Wednesday, February 15, 2006

a bad backstage moment

This bit occurs about halfway through the book. Remember "Quin's audioblog" a few posts ago? This comes right before it. There's another scene I want to squeeze in between them, too, but I ran out of time to do it tonight. I'll try to catch up this weekend.

It's been a while since I watched ER, so please forgive — or better yet, correct — the medical errors, eh?

Normally I'm the first one backstage at intermission, shining my mini-flashlight for the performers in case there's no house crew there to guide them safely around the inevitable backstage obstacles. That night, however, an audience member snagged me by the elbow when I was about three quarters of the way down the aisle — not just snagged, but grabbed. I don't like being grabbed, but I paused for a few moments of make-nice. Singers swept past me on their way offstage.

The crash and thump and shout didn't register over the crowd noise at first. It could have been feet stomping the bleachers and fans hollering for more. But as I rounded the corner into the dim alley to the green room, I saw that this wasn't the case.

Quin Kelly lay sprawled on the concrete floor, blood pooling beneath his head.

His brothers were stopped dead, staring.
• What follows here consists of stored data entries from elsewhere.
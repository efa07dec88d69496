//! An in-process [`PlatformAdapter`] for tests.
//!
//! Real `mmap`/`mprotect`/`pthread_kill` require a real signal handler and a
//! real process to observe faults; [`FakePlatform`] instead keeps pages as
//! plain heap buffers plus a simulated protection byte, so a test can drive
//! every branch of the STW protocol — including "this store would have
//! faulted" — deterministically and without `unsafe`.

use std::collections::HashMap;
use std::sync::atomic::{AtomicU64, Ordering};
use std::sync::{Arc, Condvar, Mutex};
use std::time::{Duration, Instant};

use super::{
    MappedPage, OsThreadId, PageAccess, PlatformAdapter, Protection, RawCondvar, RawMutex,
    SignalMask, ThreadBody, WaitOutcome,
};
use crate::error::RuntimeError;

pub struct FakeRawMutex {
    inner: Mutex<()>,
    // `std::sync::MutexGuard` is `!Send`, so we can't stash a guard across
    // the lock()/unlock() calls the trait requires. A held-by-someone flag
    // plus a park/unpark style wait loop over the same inner mutex gives the
    // same cross-thread-unlock semantics the raw pthread mutex has.
    held: Mutex<bool>,
    cv: Condvar,
}

impl FakeRawMutex {
    fn new() -> Self {
        FakeRawMutex {
            inner: Mutex::new(()),
            held: Mutex::new(false),
            cv: Condvar::new(),
        }
    }
}

impl RawMutex for FakeRawMutex {
    fn lock(&self) {
        let mut held = self.held.lock().unwrap();
        while *held {
            held = self.cv.wait(held).unwrap();
        }
        *held = true;
    }

    fn try_lock(&self) -> bool {
        let mut held = self.held.lock().unwrap();
        if *held {
            false
        } else {
            *held = true;
            true
        }
    }

    fn unlock(&self) {
        let mut held = self.held.lock().unwrap();
        if !*held {
            crate::error::lose("FakeRawMutex::unlock on a lock nobody held");
        }
        *held = false;
        self.cv.notify_one();
    }
}

pub struct FakeRawCondvar {
    cv: Condvar,
    gate: Mutex<u64>,
}

impl FakeRawCondvar {
    fn new() -> Self {
        FakeRawCondvar {
            cv: Condvar::new(),
            gate: Mutex::new(0),
        }
    }
}

impl RawCondvar for FakeRawCondvar {
    fn wait(&self, mutex: &dyn RawMutex) {
        // We don't have access to the real held-state of an arbitrary
        // `dyn RawMutex`, so the fake condvar uses its own internal gate and
        // relies on callers re-checking their predicate in a loop (exactly
        // as the real protocol requires of every `state_cond` wait).
        mutex.unlock();
        let guard = self.gate.lock().unwrap();
        let _ = self.cv.wait_timeout(guard, Duration::from_millis(50));
        mutex.lock();
    }

    fn wait_timeout(&self, mutex: &dyn RawMutex, dur: Duration) -> WaitOutcome {
        mutex.unlock();
        let guard = self.gate.lock().unwrap();
        let (_, timeout) = self.cv.wait_timeout(guard, dur).unwrap();
        mutex.lock();
        if timeout.timed_out() {
            WaitOutcome::TimedOut
        } else {
            WaitOutcome::Signaled
        }
    }

    fn notify_one(&self) {
        self.cv.notify_one();
    }

    fn notify_all(&self) {
        self.cv.notify_all();
    }
}

pub struct FakeMappedPage {
    bytes: Mutex<Vec<u8>>,
    prot: Mutex<Protection>,
    len: usize,
    // fixed per-instance synthetic address so multiple fake pages are
    // distinguishable in diagnostics without real memory mapping.
    synthetic_addr: usize,
}

static NEXT_SYNTHETIC_ADDR: AtomicU64 = AtomicU64::new(0x1000_0000);

impl FakeMappedPage {
    fn new(len: usize) -> Self {
        let synthetic_addr = NEXT_SYNTHETIC_ADDR.fetch_add(0x1000, Ordering::Relaxed) as usize;
        FakeMappedPage {
            bytes: Mutex::new(vec![0u8; len]),
            prot: Mutex::new(Protection::ReadWrite),
            len,
            synthetic_addr,
        }
    }
}

impl MappedPage for FakeMappedPage {
    fn addr(&self) -> *mut u8 {
        self.synthetic_addr as *mut u8
    }

    fn len(&self) -> usize {
        self.len
    }

    fn protect(&self, prot: Protection) -> Result<(), RuntimeError> {
        *self.prot.lock().unwrap() = prot;
        Ok(())
    }

    fn current_protection(&self) -> Protection {
        *self.prot.lock().unwrap()
    }

    fn load_word(&self) -> PageAccess {
        if *self.prot.lock().unwrap() == Protection::NoAccess {
            return PageAccess::WouldFault;
        }
        let bytes = self.bytes.lock().unwrap();
        PageAccess::Ok(usize::from_ne_bytes(bytes[0..8].try_into().unwrap()))
    }

    fn store_word(&self, value: usize) -> PageAccess {
        if *self.prot.lock().unwrap() != Protection::ReadWrite {
            // This is the simulated trap the real mmap'd page delivers as
            // SIGSEGV when the coordinator has read-protected it.
            return PageAccess::WouldFault;
        }
        let mut bytes = self.bytes.lock().unwrap();
        bytes[0..8].copy_from_slice(&value.to_ne_bytes());
        PageAccess::Ok(value)
    }
}

pub struct FakePlatform {
    next_thread_id: AtomicU64,
    threads: Mutex<HashMap<u64, Arc<FakeThreadHandle>>>,
}

struct FakeThreadHandle {
    alive: Mutex<bool>,
}

thread_local! {
    static FAKE_CURRENT_ID: std::cell::Cell<u64> = const { std::cell::Cell::new(0) };
}

impl FakePlatform {
    pub fn new() -> Arc<Self> {
        Arc::new(FakePlatform {
            next_thread_id: AtomicU64::new(1),
            threads: Mutex::new(HashMap::new()),
        })
    }
}

impl PlatformAdapter for FakePlatform {
    fn new_raw_mutex(&self) -> Box<dyn RawMutex> {
        Box::new(FakeRawMutex::new())
    }

    fn new_raw_condvar(&self) -> Box<dyn RawCondvar> {
        Box::new(FakeRawCondvar::new())
    }

    fn new_mapped_page(&self, len: usize) -> Result<Box<dyn MappedPage>, RuntimeError> {
        Ok(Box::new(FakeMappedPage::new(len)))
    }

    fn spawn(&self, _stack_size: usize, body: ThreadBody) -> Result<OsThreadId, RuntimeError> {
        let id = self.next_thread_id.fetch_add(1, Ordering::Relaxed);
        let handle = Arc::new(FakeThreadHandle {
            alive: Mutex::new(true),
        });
        self.threads.lock().unwrap().insert(id, handle.clone());
        std::thread::Builder::new()
            .spawn(move || {
                FAKE_CURRENT_ID.with(|c| c.set(id));
                body();
                *handle.alive.lock().unwrap() = false;
            })
            .map_err(|e| RuntimeError::SpawnFailed(e.to_string()))?;
        Ok(OsThreadId(id))
    }

    fn kill(&self, target: OsThreadId, _signal: i32) -> Result<(), RuntimeError> {
        let threads = self.threads.lock().unwrap();
        match threads.get(&target.0) {
            Some(h) if *h.alive.lock().unwrap() => Ok(()),
            _ => Err(RuntimeError::NoSuchThread),
        }
    }

    fn current_thread_id(&self) -> OsThreadId {
        OsThreadId(FAKE_CURRENT_ID.with(|c| c.get()))
    }

    fn monotonic_now(&self) -> Instant {
        Instant::now()
    }

    fn block_deferrable_signals(&self) -> SignalMask {
        SignalMask::empty()
    }

    fn restore_signal_mask(&self, _mask: SignalMask) {}
}

#[cfg(test)]
mod tests {
    use super::*;
    use std::sync::atomic::AtomicBool;
    use std::sync::Arc as StdArc;

    #[test]
    fn raw_mutex_excludes_concurrent_holders() {
        let m = StdArc::new(FakeRawMutex::new());
        let counter = StdArc::new(std::sync::atomic::AtomicU32::new(0));
        let flag = StdArc::new(AtomicBool::new(false));

        let m2 = m.clone();
        let counter2 = counter.clone();
        let flag2 = flag.clone();
        let t = std::thread::spawn(move || {
            m2.lock();
            flag2.store(true, Ordering::SeqCst);
            counter2.fetch_add(1, Ordering::SeqCst);
            std::thread::sleep(Duration::from_millis(20));
            m2.unlock();
        });

        while !flag.load(Ordering::SeqCst) {
            std::thread::yield_now();
        }
        assert!(!m.try_lock());
        t.join().unwrap();
        assert!(m.try_lock());
    }

    #[test]
    fn mapped_page_simulates_fault_on_protected_store() {
        let page = FakeMappedPage::new(4096);
        page.protect(Protection::ReadOnly).unwrap();
        assert_eq!(page.store_word(42), PageAccess::WouldFault);
        assert_eq!(page.current_protection(), Protection::ReadOnly);
    }

    #[test]
    fn mapped_page_allows_load_on_read_only() {
        let page = FakeMappedPage::new(4096);
        page.store_word(7);
        page.protect(Protection::ReadOnly).unwrap();
        assert_eq!(page.load_word(), PageAccess::Ok(7));
    }

    #[test]
    fn mapped_page_faults_on_no_access_load() {
        let page = FakeMappedPage::new(4096);
        page.protect(Protection::NoAccess).unwrap();
        assert_eq!(page.load_word(), PageAccess::WouldFault);
    }
}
I shoved past them to drop to my knees beside Quin, already fumbling for my phone. I thrust it into the nearest hand — Mason's — and told him to call 911. I yanked the flashlight out of my pocket and shone it on the scene

Quin was unconscious but breathing normally, bleeding steadily from a jagged gash near his hairline on the right side of his forehead. Running my hands over his scalp, I found no other cuts, just a growing goose egg where his head had hit the floor. I whipped the pocket square out of his breast pocket and folded it into a compress. His eyelids fluttered when I clamped down on the wound with pressure, but they did not open.

I glanced up at the half-circle of faces staring down at us.

"Blankets. Towels. Something to keep him warm," I said. "Check the green room." Someone hurried away.

Quill knelt on Quin's other side, repeating his brother's name in a strangled voice. I grabbed his hovering hand and pressed it in place of mine.

"Hold this tight. Tighter," I instructed. "Keep his head still."

I straightened Quin's arms and legs and loosened his tie. The pulse at his throat was strong.

"Kielle?" A tentative voice behind me inquired. Before I could shush it, Sarah gasped.

"Oh my god!"

I glanced over my shoulder to follow her gaze, then did a double take. Phillip slouched against a wall in shadow, staring in dumb fascination at his left arm. His sleeve glistened wetly. A dark puddle was spreading at his feet.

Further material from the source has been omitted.